[ClusterLabs] Antw: [EXT] Inquiry - remote node fencing issue

Fri Oct 29 11:37:14 EDT 2021

On Fri, 2021-10-29 at 18:18 +0300, Andrei Borzenkov wrote:
> On 29.10.2021 18:16, Andrei Borzenkov wrote:
> > On 29.10.2021 17:53, Ken Gaillot wrote:
> > > On Fri, 2021-10-29 at 13:59 +0000, Gerry R Sommerville wrote:
> > > > Hey Andrei,
> > > >  
> > > > Thanks for your response again. The cluster nodes and remote
> > > > hosts
> > > > each share two networks, however there is no routing between
> > > > them. I
> > > > don't suppose there is a configuration parameter we can set to
> > > > tell
> > > > Pacemaker to try communicating with the remotes using multiple
> > > > IP
> > > > addresses?
> > > >  
> > > > Gerry Sommerville
> > > > E-mail: gerry at ca.ibm.com
> > > 
> > > Hi,
> > > 
> > > No, but you can use bonding if you want to have interface
> > > redundancy
> > > for a remote connection. To be clear, there is no requirement
> > > that
> > > remote nodes and cluster nodes have the same level of redundancy,
> > > it's
> > > just a design choice.
> > > 
> > > To address the original question, this is the log sequence I find
> > > most
> > > relevant:
> > > 
> > > > Oct 22 12:21:09.389 jangcluster-srv-2 pacemaker-
> > > > schedulerd[776553]
> > > > (unpack_rsc_op_failure)      warning: Unexpected result (error)
> > > > was
> > > > recorded for monitor of jangcluster-srv-4 on jangcluster-srv-2
> > > > at Oct
> > > > 22 12:21:09 2021 | rc=1 id=jangcluster-srv-4_last_failure_0
> > > > Oct 22 12:21:09.389 jangcluster-srv-2 pacemaker-
> > > > schedulerd[776553]
> > > > (unpack_rsc_op_failure)      notice: jangcluster-srv-4 will not
> > > > be
> > > > started under current conditions
> > > > Oct 22 12:21:09.389 jangcluster-srv-2 pacemaker-schedulerd[
> > > > 776553] (pe_fence_node)      warning: Remote node jangcluster-
> > > > srv-4
> > > > will be fenced: remote connection is unrecoverable
> > > 
> > > The "will not be started" is why the node had to be fenced. There
> > > was
> > 
> > OK so it implies that remote resource should fail over if
> > connection to
> > remote node fails. Thank you, that was not exactly clear from
> > documentation.
> > 
> > > nowhere to recover the connection. I'd need to see the CIB from
> > > that
> > > time to know why; it's possible you had an old constraint banning
> > > the
> > > connection from the other node (e.g. from a ban or move command),
> > > or
> > > something like that.
> > > 
> > 
> > Hmm ... looking in (current) sources it seems this message is
> > emitted
> > only in case of on-fail=stop operation property ...
> > 
> 
> Well ...
> 
>     /* For remote nodes, ensure that any failure that results in
> dropping an
> 
>      * active connection to the node results in fencing of the node.
> 
>      *
> 
>      * There are only two action failures that don't result in
> fencing.
> 
>      * 1. probes - probe failures are expected.
> 
>      * 2. start - a start failure indicates that an active connection
> does not already
> 
>      * exist. The user can set op on-fail=fence if they really want
> to
> fence start
> 
>      * failures. */
> 
> 
> pacemaker will forcibly set on-fail=stop for remote resource.

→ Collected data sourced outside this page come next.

// Gene Ontology Data Models

use serde::{Deserialize, Serialize};

// ============================================================================
// GO Term
// ============================================================================

/// A `[Term]` stanza of an OBO document.
///
/// Parent links are kept as raw identifiers here; they are resolved to records
/// when the terms are assembled into a [`GoDag`](crate::dag::GoDag).
#[derive(Debug, Clone, PartialEq, Eq, Serialize, Deserialize)]
pub struct GoTerm {
    /// GO identifier (e.g., "GO:0008150")
    pub go_id: String,

    /// Display name (e.g., "biological_process"); not unique across terms
    pub name: String,

    /// Namespace, when the stanza declares a known one
    pub namespace: Option<Namespace>,

    /// Whether the term is obsolete
    pub is_obsolete: bool,

    /// Alternative GO IDs that resolve to this term
    pub alt_ids: Vec<String>,

    /// Targets of `is_a` lines
    pub is_a: Vec<String>,

    /// Targets of typed `relationship` lines
    pub relationships: Vec<(RelationshipType, String)>,
}

impl GoTerm {
    pub fn new(go_id: impl Into<String>, name: impl Into<String>) -> Self {
        GoTerm {
            go_id: go_id.into(),
            name: name.into(),
            namespace: None,
            is_obsolete: false,
            alt_ids: Vec::new(),
            is_a: Vec::new(),
            relationships: Vec::new(),
        }
    }

    pub fn with_parent(mut self, parent_id: impl Into<String>) -> Self {
        self.is_a.push(parent_id.into());
        self
    }

    pub fn obsolete(mut self) -> Self {
        self.is_obsolete = true;
        self
    }
}

// ============================================================================
// GO Namespace
// ============================================================================

/// GO Namespace (ontology type)
#[derive(Debug, Clone, Copy, PartialEq, Eq, PartialOrd, Ord, Serialize, Deserialize)]
#[serde(rename_all = "snake_case")]
pub enum Namespace {
    BiologicalProcess,
    MolecularFunction,
    CellularComponent,
}

impl Namespace {
    pub fn as_str(&self) -> &'static str {
        match self {
            Namespace::BiologicalProcess => "biological_process",
            Namespace::MolecularFunction => "molecular_function",
            Namespace::CellularComponent => "cellular_component",
        }
    }
}

impl std::str::FromStr for Namespace {
    type Err = String;

    fn from_str(s: &str) -> Result<Self, Self::Err> {
        match s {
            "biological_process" => Ok(Namespace::BiologicalProcess),
            "molecular_function" => Ok(Namespace::MolecularFunction),
            "cellular_component" => Ok(Namespace::CellularComponent),
            _ => Err(format!("Unknown namespace: {}", s)),
        }
    }
}

impl std::fmt::Display for Namespace {
    fn fmt(&self, f: &mut std::fmt::Formatter<'_>) -> std::fmt::Result {
        write!(f, "{}", self.as_str())
    }
}

// ============================================================================
// Relationship Type
// ============================================================================

/// Typed relationships found on `relationship:` lines
#[derive(Debug, Clone, Copy, PartialEq, Eq, Serialize, Deserialize)]
#[serde(rename_all = "snake_case")]
pub enum RelationshipType {
    PartOf,
    Regulates,
    PositivelyRegulates,
    NegativelyRegulates,
    HasPart,
    OccursIn,
    EndsDuring,
}

impl RelationshipType {
    pub fn as_str(&self) -> &'static str {
        match self {
            RelationshipType::PartOf => "part_of",
            RelationshipType::Regulates => "regulates",
            RelationshipType::PositivelyRegulates => "positively_regulates",
            RelationshipType::NegativelyRegulates => "negatively_regulates",
            RelationshipType::HasPart => "has_part",
            RelationshipType::OccursIn => "occurs_in",
            RelationshipType::EndsDuring => "ends_during",
        }
    }
}

impl std::str::FromStr for RelationshipType {
    type Err = String;

    fn from_str(s: &str) -> Result<Self, Self::Err> {
        match s {
            "part_of" => Ok(RelationshipType::PartOf),
            "regulates" => Ok(RelationshipType::Regulates),
            "positively_regulates" => Ok(RelationshipType::PositivelyRegulates),
            "negatively_regulates" => Ok(RelationshipType::NegativelyRegulates),
            "has_part" => Ok(RelationshipType::HasPart),
            "occurs_in" => Ok(RelationshipType::OccursIn),
            "ends_during" => Ok(RelationshipType::EndsDuring),
            _ => Err(format!("Unknown relationship type: {}", s)),
        }
    }
}

impl std::fmt::Display for RelationshipType {
    fn fmt(&self, f: &mut std::fmt::Formatter<'_>) -> std::fmt::Result {
        write!(f, "{}", self.as_str())
    }
}

// ============================================================================
// OBO Header
// ============================================================================

/// Header tags preceding the first stanza
#[derive(Debug, Clone, Default, PartialEq, Eq, Serialize, Deserialize)]
pub struct OboHeader {
    /// e.g. "1.2"
    pub format_version: Option<String>,

    /// e.g. "releases/2026-01-01"
    pub data_version: Option<String>,
}

// ============================================================================
// Tests
// ============================================================================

The default isn't any different, it's on-fail=restart.

At that point in the code, on-fail is not what the user set (or
default), but how the result should be handled, taking into account
what the user set. E.g. if the result is success, then on-fail is set
to ignore because nothing needs to be done, regardless of what the
configured on-fail is.
-- 
Ken Gaillot <kgaillot at redhat.com>